### WORK INSTRUCTIONS:
Every entry needs to be given again exactly as it reads.

Collected data
- - - -

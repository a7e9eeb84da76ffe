use anyhow::Result;
use log::debug;
use std::path::{Path, PathBuf};

use crate::builders::classifier::{BinaryInspector, PeHeaderInspector};
use crate::builders::reporter::{ConsoleReporter, Diagnostic, ProgressReporter};
use crate::builders::resolver::{ToolContext, ToolResolver};
use crate::builders::unpacker::{ArchiveExtractor, SevenZipExtractor};
use crate::builders::writer::FragmentWriter;
use crate::core::category::Category;
use crate::core::config::RuleTables;
use crate::utils::listing::{file_name, subdirectories};

/// Blank lines appended after every tool of a section.
const TOOL_SEPARATOR_LINES: usize = 2;

/// Summary of one generated section file.
#[derive(Debug, Clone, PartialEq, Eq)]
pub struct SectionReport {
    pub category: String,
    pub section_id: String,
    pub tool_count: usize,
    pub target_count: usize,
    pub path: PathBuf,
}

/// Walks a toolkit tree and writes one installer section per category.
pub struct SectionEngine {
    rules: RuleTables,
    extractor: Box<dyn ArchiveExtractor>,
    inspector: Box<dyn BinaryInspector>,
    reporter: Box<dyn ProgressReporter>,
    writer: Box<dyn FragmentWriter>,
}

impl SectionEngine {
    /// Engine with the production collaborators: 7z extraction, PE header
    /// inspection and colored console output.
    pub fn new(rules: RuleTables, writer: Box<dyn FragmentWriter>) -> Self {
        Self {
            rules,
            extractor: Box::new(SevenZipExtractor::new()),
            inspector: Box::new(PeHeaderInspector::new()),
            reporter: Box::new(ConsoleReporter::new()),
            writer,
        }
    }

    pub fn with_extractor(mut self, extractor: Box<dyn ArchiveExtractor>) -> Self {
        self.extractor = extractor;
        self
    }

    pub fn with_inspector(mut self, inspector: Box<dyn BinaryInspector>) -> Self {
        self.inspector = inspector;
        self
    }

    pub fn with_reporter(mut self, reporter: Box<dyn ProgressReporter>) -> Self {
        self.reporter = reporter;
        self
    }

    /// Generates every section found under `root`.
    ///
    /// A root that is not a directory is reported and yields no sections. An
    /// extraction failure stops the run: the tree may be half unpacked and
    /// must not be classified further.
    pub fn run(&self, root: &Path) -> Result<Vec<SectionReport>> {
        if !root.is_dir() {
            self.reporter.report(Diagnostic::InvalidRoot {
                path: root.to_path_buf(),
            });
            return Ok(Vec::new());
        }

        let mut reports = Vec::new();
        for dir in subdirectories(root)? {
            let Some(category) = Category::from_dir(&dir) else {
                debug!("ignoring {}", dir.display());
                continue;
            };
            reports.push(self.generate_section(root, &category)?);
        }

        Ok(reports)
    }

    /// Builds and writes the section of one category.
    pub fn generate_section(&self, root: &Path, category: &Category) -> Result<SectionReport> {
        let resolver = ToolResolver::new(
            self.extractor.as_ref(),
            self.inspector.as_ref(),
            self.reporter.as_ref(),
        );

        let mut lines = Vec::new();
        let mut tool_count = 0;
        let mut target_count = 0;

        for tool_dir in subdirectories(&category.path)? {
            let tool_name = file_name(&tool_dir);
            self.reporter.report(Diagnostic::Processing {
                tool: tool_name.clone(),
            });

            let ctx = ToolContext {
                root,
                category,
                tool_name: &tool_name,
                rules: &self.rules,
            };
            let fragment = resolver.resolve(&ctx, &tool_dir)?;

            tool_count += 1;
            target_count += fragment.targets.len();
            lines.extend(fragment.lines);
            lines.extend(std::iter::repeat_n(String::new(), TOOL_SEPARATOR_LINES));
        }

        let section_id = category.output_id();
        let path = self.writer.write_section(&section_id, &lines)?;
        self.reporter.report(Diagnostic::SectionWritten {
            category: category.display_name.clone(),
            path: path.clone(),
        });

        Ok(SectionReport {
            category: category.display_name.clone(),
            section_id,
            tool_count,
            target_count,
            path,
        })
    }
}
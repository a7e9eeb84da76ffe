use anyhow::{Context, Result};
use std::fs;
use std::path::{Path, PathBuf};

/// Lists the direct children of `dir`, sorted by file name.
///
/// Directory listing order differs between filesystems; every traversal step
/// goes through here so "the first executable" means the same file on every
/// machine.
pub fn sorted_entries(dir: &Path) -> Result<Vec<PathBuf>> {
    let mut entries = fs::read_dir(dir)
        .with_context(|| format!("Failed to list {}", dir.display()))?
        .map(|entry| entry.map(|e| e.path()))
        .collect::<std::io::Result<Vec<_>>>()
        .with_context(|| format!("Failed to read an entry of {}", dir.display()))?;

    entries.sort_by(|a, b| a.file_name().cmp(&b.file_name()));
    Ok(entries)
}

/// Sorted sub-directories of `dir`.
pub fn subdirectories(dir: &Path) -> Result<Vec<PathBuf>> {
    Ok(sorted_entries(dir)?
        .into_iter()
        .filter(|path| path.is_dir())
        .collect())
}

/// Sorted regular files of `dir` whose extension matches `extension`,
/// ignoring case.
pub fn files_with_extension(dir: &Path, extension: &str) -> Result<Vec<PathBuf>> {
    Ok(sorted_entries(dir)?
        .into_iter()
        .filter(|path| path.is_file() && has_extension(path, extension))
        .collect())
}

pub fn has_extension(path: &Path, extension: &str) -> bool {
    path.extension()
        .is_some_and(|ext| ext.to_string_lossy().eq_ignore_ascii_case(extension))
}

/// File name of `path` as an owned string (lossy on invalid UTF-8).
pub fn file_name(path: &Path) -> String {
    path.file_name()
        .map(|name| name.to_string_lossy().into_owned())
        .unwrap_or_default()
}

/// Renders `path` relative to `root` with `\` separators, the only separator
/// the installer script understands.
pub fn relative_script_path(root: &Path, path: &Path) -> String {
    let relative = path.strip_prefix(root).unwrap_or(path);
    relative
        .components()
        .map(|component| component.as_os_str().to_string_lossy().into_owned())
        .collect::<Vec<_>>()
        .join("\\")
}

#[cfg(test)]
mod tests {
    use super::*;
    use tempfile::tempdir;

    #[test]
    fn test_entries_are_sorted_by_name() {
        let dir = tempdir().unwrap();
        for name in ["b.exe", "a.exe", "C.EXE", "notes.txt"] {
            fs::write(dir.path().join(name), "").unwrap();
        }
        fs::create_dir(dir.path().join("sub")).unwrap();

        let exes: Vec<String> = files_with_extension(dir.path(), "exe")
            .unwrap()
            .iter()
            .map(|p| file_name(p))
            .collect();
        assert_eq!(exes, vec!["C.EXE", "a.exe", "b.exe"]);

        let dirs = subdirectories(dir.path()).unwrap();
        assert_eq!(dirs.len(), 1);
        assert_eq!(file_name(&dirs[0]), "sub");
    }

    #[test]
    fn test_relative_script_path_uses_backslashes() {
        let root = Path::new("/data/toolkit");
        let exe = root.join("hex editor").join("HxD").join("HxD64.exe");
        assert_eq!(
            relative_script_path(root, &exe),
            "hex editor\\HxD\\HxD64.exe"
        );
    }
}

- - - -

### ANSWER TO THIS PROBLEM:
repository a7e9eeb84da76ffe
use anyhow::Result;
use log::debug;
use std::path::{Path, PathBuf};

use crate::builders::classifier::{BinaryInspector, PeHeaderInspector};
use crate::builders::reporter::{ConsoleReporter, Diagnostic, ProgressReporter};
use crate::builders::resolver::{ToolContext, ToolResolver};
use crate::builders::unpacker::{ArchiveExtractor, SevenZipExtractor};
use crate::builders::writer::FragmentWriter;
use crate::core::category::Category;
use crate::core::config::RuleTables;
use crate::utils::listing::{file_name, subdirectories};

/// Blank lines appended after every tool of a section.
const TOOL_SEPARATOR_LINES: usize = 2;

/// Summary of one generated section file.
#[derive(Debug, Clone, PartialEq, Eq)]
pub struct SectionReport {
    pub category: String,
    pub section_id: String,
    pub tool_count: usize,
    pub target_count: usize,
    pub path: PathBuf,
}

/// Walks a toolkit tree and writes one installer section per category.
pub struct SectionEngine {
    rules: RuleTables,
    extractor: Box<dyn ArchiveExtractor>,
    inspector: Box<dyn BinaryInspector>,
    reporter: Box<dyn ProgressReporter>,
    writer: Box<dyn FragmentWriter>,
}

impl SectionEngine {
    /// Engine with the production collaborators: 7z extraction, PE header
    /// inspection and colored console output.
    pub fn new(rules: RuleTables, writer: Box<dyn FragmentWriter>) -> Self {
        Self {
            rules,
            extractor: Box::new(SevenZipExtractor::new()),
            inspector: Box::new(PeHeaderInspector::new()),
            reporter: Box::new(ConsoleReporter::new()),
            writer,
        }
    }

    pub fn with_extractor(mut self, extractor: Box<dyn ArchiveExtractor>) -> Self {
        self.extractor = extractor;
        self
    }

    pub fn with_inspector(mut self, inspector: Box<dyn BinaryInspector>) -> Self {
        self.inspector = inspector;
        self
    }

    pub fn with_reporter(mut self, reporter: Box<dyn ProgressReporter>) -> Self {
        self.reporter = reporter;
        self
    }

    /// Generates every section found under `root`.
    ///
    /// A root that is not a directory is reported and yields no sections. An
    /// extraction failure stops the run: the tree may be half unpacked and
    /// must not be classified further.
    pub fn run(&self, root: &Path) -> Result<Vec<SectionReport>> {
        if !root.is_dir() {
            self.reporter.report(Diagnostic::InvalidRoot {
                path: root.to_path_buf(),
            });
            return Ok(Vec::new());
        }

        let mut reports = Vec::new();
        for dir in subdirectories(root)? {
            let Some(category) = Category::from_dir(&dir) else {
                debug!("ignoring {}", dir.display());
                continue;
            };
            reports.push(self.generate_section(root, &category)?);
        }

        Ok(reports)
    }

    /// Builds and writes the section of one category.
    pub fn generate_section(&self, root: &Path, category: &Category) -> Result<SectionReport> {
        let resolver = ToolResolver::new(
            self.extractor.as_ref(),
            self.inspector.as_ref(),
            self.reporter.as_ref(),
        );

        let mut lines = Vec::new();
        let mut tool_count = 0;
        let mut target_count = 0;

        for tool_dir in subdirectories(&category.path)? {
            let tool_name = file_name(&tool_dir);
            self.reporter.report(Diagnostic::Processing {
                tool: tool_name.clone(),
            });

            let ctx = ToolContext {
                root,
                category,
                tool_name: &tool_name,
                rules: &self.rules,
            };
            let fragment = resolver.resolve(&ctx, &tool_dir)?;

            tool_count += 1;
            target_count += fragment.targets.len();
            lines.extend(fragment.lines);
            lines.extend(std::iter::repeat_n(String::new(), TOOL_SEPARATOR_LINES));
        }

        let section_id = category.output_id();
        let path = self.writer.write_section(&section_id, &lines)?;
        self.reporter.report(Diagnostic::SectionWritten {
            category: category.display_name.clone(),
            path: path.clone(),
        });

        Ok(SectionReport {
            category: category.display_name.clone(),
            section_id,
            tool_count,
            target_count,
            path,
        })
    }
}
repository a7e9eeb84da76ffe
use anyhow::{Context, Result};
use std::fs;
use std::path::{Path, PathBuf};

/// Lists the direct children of `dir`, sorted by file name.
///
/// Directory listing order differs between filesystems; every traversal step
/// goes through here so "the first executable" means the same file on every
/// machine.
pub fn sorted_entries(dir: &Path) -> Result<Vec<PathBuf>> {
    let mut entries = fs::read_dir(dir)
        .with_context(|| format!("Failed to list {}", dir.display()))?
        .map(|entry| entry.map(|e| e.path()))
        .collect::<std::io::Result<Vec<_>>>()
        .with_context(|| format!("Failed to read an entry of {}", dir.display()))?;

    entries.sort_by(|a, b| a.file_name().cmp(&b.file_name()));
    Ok(entries)
}

/// Sorted sub-directories of `dir`.
pub fn subdirectories(dir: &Path) -> Result<Vec<PathBuf>> {
    Ok(sorted_entries(dir)?
        .into_iter()
        .filter(|path| path.is_dir())
        .collect())
}

/// Sorted regular files of `dir` whose extension matches `extension`,
/// ignoring case.
pub fn files_with_extension(dir: &Path, extension: &str) -> Result<Vec<PathBuf>> {
    Ok(sorted_entries(dir)?
        .into_iter()
        .filter(|path| path.is_file() && has_extension(path, extension))
        .collect())
}

pub fn has_extension(path: &Path, extension: &str) -> bool {
    path.extension()
        .is_some_and(|ext| ext.to_string_lossy().eq_ignore_ascii_case(extension))
}

/// File name of `path` as an owned string (lossy on invalid UTF-8).
pub fn file_name(path: &Path) -> String {
    path.file_name()
        .map(|name| name.to_string_lossy().into_owned())
        .unwrap_or_default()
}

/// Renders `path` relative to `root` with `\` separators, the only separator
/// the installer script understands.
pub fn relative_script_path(root: &Path, path: &Path) -> String {
    let relative = path.strip_prefix(root).unwrap_or(path);
    relative
        .components()
        .map(|component| component.as_os_str().to_string_lossy().into_owned())
        .collect::<Vec<_>>()
        .join("\\")
}

#[cfg(test)]
mod tests {
    use super::*;
    use tempfile::tempdir;

    #[test]
    fn test_entries_are_sorted_by_name() {
        let dir = tempdir().unwrap();
        for name in ["b.exe", "a.exe", "C.EXE", "notes.txt"] {
            fs::write(dir.path().join(name), "").unwrap();
        }
        fs::create_dir(dir.path().join("sub")).unwrap();

        let exes: Vec<String> = files_with_extension(dir.path(), "exe")
            .unwrap()
            .iter()
            .map(|p| file_name(p))
            .collect();
        assert_eq!(exes, vec!["C.EXE", "a.exe", "b.exe"]);

        let dirs = subdirectories(dir.path()).unwrap();
        assert_eq!(dirs.len(), 1);
        assert_eq!(file_name(&dirs[0]), "sub");
    }

    #[test]
    fn test_relative_script_path_uses_backslashes() {
        let root = Path::new("/data/toolkit");
        let exe = root.join("hex editor").join("HxD").join("HxD64.exe");
        assert_eq!(
            relative_script_path(root, &exe),
            "hex editor\\HxD\\HxD64.exe"
        );
    }
}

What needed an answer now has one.